El debate dentro del equipo del nuevo presidente se centra en determinar si es necesario implementar una estrategia agresiva que ataque varios frentes a la vez o, por el contrario, ir paso a paso. De hecho, la tensión sobre qué camino elegir ha sido evidente a lo largo de toda la campaña.
Uno de los consejeros de Obama reconoció anónimamente a diversos medios de comunicación que «todo presidente está tentado a abarcar demasiado». «Casos como el de Franklin D. Roosevelt demuestran cómo un presidente extraordinario puede adoptar malas decisiones estratégicas», añadió.

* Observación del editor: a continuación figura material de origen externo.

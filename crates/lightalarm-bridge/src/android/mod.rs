// SPDX-License-Identifier: PMPL-1.0-or-later
// Copyright (c) 2026 Jonathan D.A. Jewell (hyperpolymath) <jonathan.jewell@open.ac.uk>
//
// Android platform bridge via JNI.
//
// Targets `aarch64-linux-android` / `armv7-linux-androideabi`. Each trait
// method calls the framework API directly (`NotificationManager`,
// `Notification.Builder`, `PendingIntent`, `Intent`) through the ART runtime.
//
// ## Host integration
//
// The host Activity loads the library and calls
// `AlarmServiceBridge.nativeInit(activity, configJson)` from `onCreate`. The
// bridge keeps the application context and the Activity's class, never the
// Activity itself. The host then forwards
// every `alarm_service` message through `nativeHandleMessage(bytes)` and
// replies with the returned bytes (JSON method codec, see `channel::codec`).

#![cfg(target_os = "android")]

use std::sync::OnceLock;

use jni::JNIEnv;
use jni::objects::{GlobalRef, JByteArray, JClass, JObject, JString, JValue};
use jni::sys::{JNI_FALSE, JNI_TRUE, jboolean, jbyteArray};

use lightalarm_core::config::BridgeConfig;
use lightalarm_core::error::{AlarmBridgeError, Result};
use lightalarm_core::types::{
    IntentFlags, NotificationChannelSpec, NotificationId, NotificationSpec, PENDING_INTENT_FLAGS,
};

use crate::channel::{AlarmService, codec};
use crate::traits::*;

// ---------------------------------------------------------------------------
// JNI bootstrap helpers
// ---------------------------------------------------------------------------

/// API level that introduced notification channels (Android 8.0).
const API_CHANNELS: i32 = 26;

/// API level that introduced `areNotificationsEnabled` (Android 7.0).
const API_NOTIFICATIONS_ENABLED: i32 = 24;

/// `Context.NOTIFICATION_SERVICE`.
const NOTIFICATION_SERVICE: &str = "notification";

/// Request code of the notification's content / full-screen intent.
const CONTENT_REQUEST_CODE: i32 = 0;

/// Run `f` with a JNI environment attached to the current thread and the
/// application `Context`.
///
/// The `JavaVM*` and Context come from `ndk_context`, populated by
/// `nativeInit`. Any Java exception still pending when `f` returns is
/// cleared before the environment is handed to the next caller.
fn with_context<R>(f: impl FnOnce(&mut JNIEnv<'_>, &JObject<'_>) -> Result<R>) -> Result<R> {
    // `android_context()` panics before initialisation.
    if MAIN_ACTIVITY_CLASS.get().is_none() {
        return Err(AlarmBridgeError::PlatformUnavailable);
    }
    let ctx = ndk_context::android_context();
    // SAFETY: `ctx.vm()` returns the `JavaVM*` registered with ndk_context,
    // valid for the lifetime of the process.
    let vm = unsafe { jni::JavaVM::from_raw(ctx.vm().cast()) }
        .map_err(|e| jni_err("JavaVM::from_raw", e))?;
    let mut env = vm
        .attach_current_thread()
        .map_err(|e| jni_err("attach_current_thread", e))?;
    // SAFETY: the context pointer is the application-context global
    // reference held by `APP_CONTEXT`.
    let context = unsafe { JObject::from_raw(ctx.context().cast()) };
    let result = f(&mut env, &context);
    clear_pending_exception(&mut env);
    result
}
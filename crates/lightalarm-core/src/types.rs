// SPDX-License-Identifier: PMPL-1.0-or-later
// Copyright (c) 2026 Jonathan D.A. Jewell (hyperpolymath) <jonathan.jewell@open.ac.uk>
//
// Core domain types for the alarm service bridge.

use serde::{Deserialize, Serialize};

/// Default notification title ("Alarm").
pub const DEFAULT_TITLE: &str = "アラーム";
/// Default notification body ("The alarm is ringing").
pub const DEFAULT_BODY: &str = "アラームが鳴っています";
/// Default alarm label.
pub const DEFAULT_LABEL: &str = "アラーム";
/// Instruction shown on the backup notification of a launched alarm
/// ("Brighten the room to stop the alarm").
pub const ALARM_INSTRUCTION: &str = "部屋を明るくしてアラームを停止してください";

/// Identifier under which the single alarm notification lives.
#[derive(Debug, Clone, Copy, PartialEq, Eq, PartialOrd, Ord, Hash, Serialize, Deserialize)]
#[serde(transparent)]
pub struct NotificationId(pub i32);

impl NotificationId {
    /// The fixed id reused for every alarm notification.
    pub const ALARM: NotificationId = NotificationId(1001);
}

impl Default for NotificationId {
    fn default() -> Self {
        Self::ALARM
    }
}

impl std::fmt::Display for NotificationId {
    fn fmt(&self, f: &mut std::fmt::Formatter<'_>) -> std::fmt::Result {
        write!(f, "{}", self.0)
    }
}

/// Arguments of a `showNotification` call.
#[derive(Debug, Clone, PartialEq, Eq, Serialize, Deserialize)]
pub struct NotificationRequest {
    pub title: String,
    pub body: String,
    /// Dismiss the notification when the user taps it.
    pub auto_cancel: bool,
    /// Pin the notification so it cannot be swiped away.
    pub ongoing: bool,
}

impl Default for NotificationRequest {
    fn default() -> Self {
        Self {
            title: DEFAULT_TITLE.into(),
            body: DEFAULT_BODY.into(),
            auto_cancel: true,
            ongoing: false,
        }
    }
}

/// Arguments of a `launchAlarm` call.
#[derive(Debug, Clone, PartialEq, Eq, Serialize, Deserialize)]
pub struct AlarmLaunchRequest {
    pub alarm_id: i32,
    pub label: String,
}

impl Default for AlarmLaunchRequest {
    fn default() -> Self {
        Self {
            alarm_id: 0,
            label: DEFAULT_LABEL.into(),
        }
    }
}

impl AlarmLaunchRequest {
    /// The backup notification posted alongside the window raise.
    ///
    /// Never auto-cancelled and pinned, so it survives until the alarm is
    /// stopped from inside the app.
    pub fn backup_notification(&self) -> NotificationRequest {
        NotificationRequest {
            title: format!("🚨 {DEFAULT_TITLE}: {}", self.label),
            body: format!("{ALARM_INSTRUCTION}（{}）", self.label),
            auto_cancel: false,
            ongoing: true,
        }
    }
}

/// Importance levels of a notification channel (Android `IMPORTANCE_*`).
#[derive(Debug, Clone, Copy, PartialEq, Eq, Serialize, Deserialize)]
pub enum Importance {
    Min,
    Low,
    Default,
    High,
}

impl Importance {
    /// Host constant value.
    pub fn as_android(self) -> i32 {
        match self {
            Importance::Min => 1,
            Importance::Low => 2,
            Importance::Default => 3,
            Importance::High => 4,
        }
    }
}

/// Notification priority for hosts without channels (Android `PRIORITY_*`).
#[derive(Debug, Clone, Copy, PartialEq, Eq, Serialize, Deserialize)]
pub enum Priority {
    Low,
    Default,
    High,
    Max,
}

impl Priority {
    pub fn as_android(self) -> i32 {
        match self {
            Priority::Low => -1,
            Priority::Default => 0,
            Priority::High => 1,
            Priority::Max => 2,
        }
    }
}

/// System category of a notification.
#[derive(Debug, Clone, Copy, PartialEq, Eq, Serialize, Deserialize)]
pub enum Category {
    Alarm,
}

impl Category {
    pub fn as_android(self) -> &'static str {
        match self {
            Category::Alarm => "alarm",
        }
    }
}

/// Bit set of activity-launch flags (Android `Intent.FLAG_ACTIVITY_*`).
#[derive(Debug, Clone, Copy, PartialEq, Eq, Hash, Default, Serialize, Deserialize)]
#[serde(transparent)]
pub struct IntentFlags(pub i32);

impl IntentFlags {
    pub const NEW_TASK: IntentFlags = IntentFlags(0x1000_0000);
    pub const SINGLE_TOP: IntentFlags = IntentFlags(0x2000_0000);
    pub const CLEAR_TOP: IntentFlags = IntentFlags(0x0400_0000);
    pub const CLEAR_TASK: IntentFlags = IntentFlags(0x0000_8000);

    /// Raise the existing window or start fresh; never stack duplicates.
    pub const RAISE: IntentFlags =
        IntentFlags(Self::NEW_TASK.0 | Self::CLEAR_TOP.0 | Self::SINGLE_TOP.0);

    /// Relaunch target used by the notification tap action.
    pub const RELAUNCH: IntentFlags = IntentFlags(Self::NEW_TASK.0 | Self::CLEAR_TASK.0);

    pub fn contains(self, other: IntentFlags) -> bool {
        self.0 & other.0 == other.0
    }
}

/// Android `PendingIntent.FLAG_UPDATE_CURRENT | FLAG_IMMUTABLE`.
pub const PENDING_INTENT_FLAGS: i32 = 0x0800_0000 | 0x0400_0000;

/// A registered notification channel.
#[derive(Debug, Clone, PartialEq, Eq, Serialize, Deserialize)]
#[serde(default)]
pub struct NotificationChannelSpec {
    pub id: String,
    /// User-visible name in system settings.
    pub name: String,
    pub description: String,
    pub importance: Importance,
    /// Alarm audio is played by the app itself, so the channel is silent.
    pub sound_enabled: bool,
}

impl Default for NotificationChannelSpec {
    fn default() -> Self {
        Self {
            id: "alarm_channel".into(),
            name: "アラーム通知".into(),
            description: "アラームが鳴った時の通知".into(),
            importance: Importance::High,
            sound_enabled: false,
        }
    }
}

/// Fully resolved notification, ready to hand to the host.
#[derive(Debug, Clone, PartialEq, Eq, Serialize, Deserialize)]
pub struct NotificationSpec {
    pub id: NotificationId,
    pub channel_id: String,
    pub title: String,
    pub body: String,
    pub priority: Priority,
    pub category: Category,
    pub auto_cancel: bool,
    pub ongoing: bool,
    /// Flags of the intent fired when the notification is tapped.
    pub content_intent_flags: IntentFlags,
    /// Ask the host to show the window over the lock screen. Advisory.
    pub full_screen_intent: bool,
}

impl NotificationSpec {
    /// Build the alarm notification for `request` on `channel_id`.
    pub fn alarm(id: NotificationId, channel_id: &str, request: &NotificationRequest) -> Self {
        Self {
            id,
            channel_id: channel_id.to_owned(),
            title: request.title.clone(),
            body: request.body.clone(),
            priority: Priority::High,
            category: Category::Alarm,
            auto_cancel: request.auto_cancel,
            ongoing: request.ongoing,
            content_intent_flags: IntentFlags::RELAUNCH,
            full_screen_intent: true,
        }
    }
}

Además, muchas de estas decisiones están fuera de las manos del ex senador afroamericano. Por ejemplo, el plan de rescate financiero ha empujado al déficit estadounidense hasta límites insospechados. Por eso, John Tuck, antiguo asesor del ex presidente Ronald Reagan, reconoce que «Obama tiene las manos atadas debido a la hecatombe económica que se cierne sobre el país y sus opciones son muy limitadas».
Recalibrar el programa
El mandatario electo es consciente de que la economía le forzará a tener que recalibrar su programa. Aun así ha dicho en distintas ocasiones que el país no puede permitirse «esperar a solventar prioridades clave señaladas durante la campaña como la implementación de energías renovables, la reforma de la seguridad social, la educación o una rebaja fiscal para la clase trabajadora».
Por primera vez desde que fue elegido presidente, el demócrata pisará hoy la Casa Blanca invitado por su actual inquilino, George W. Bush, para limar asperezas y hablar sobre la transición hasta el relevo de poderes. Durante la rueda de prensa celebrada el viernes, Obama agradeció la invitación del actual mandatario y su «espíritu bipartidista». Por su parte, Bush dejó claro que toda su Administración «debe asegurarse que la incorporación del próximo presidente y su equipo al gobierno vaya rodada».
Industria automovilística
Desde luego, el ganador de las elecciones ha demostrado que no quiere perder el tiempo y ya traza distintos programas que guíen su primer periplo al mando del país. El sábado, Obama recordó su intención de poner en marcha un plan de ayuda para la clase trabajadora y también hizo hincapié en la necesidad de echar una mano a la industria automovilística que, al fin y al cabo, es «la columna vertebral del sector manufacturero» de EE UU. Y cómo no, recordó que repasará minuciosamente todas la decisiones relacionadas con el plan de rescate financiero, valorado en más de 700.000 millones de dólares (casi 550.000 millones de euros), acometido por Bush.
Además, ayer, John Podesta, jefe del equipo de transición de Obama, aseguró que el grupo de personas a su cargo ya revisa todas las órdenes ejecutivas rubricadas por el actual presidente, entre las que se encuentran temas tan variados como la investigación de células madre o los sondeos petrolíferos. Pero Podesta también señaló, como ya hizo Obama, que todavía está en manos de Bush aprobar cualquier tipo de plan de estímulo económico antes de que el nuevo mandatario ocupe la Casa Blanca.
Con todo, el dirigente republicano dejó claro durante el fin de semana que las medidas contra la crisis no se rebajarán. Y que «Obama contará con todo mi apoyo y cooperación para garantizar que la transición se lleve a cabo sin sobresaltos», indicó.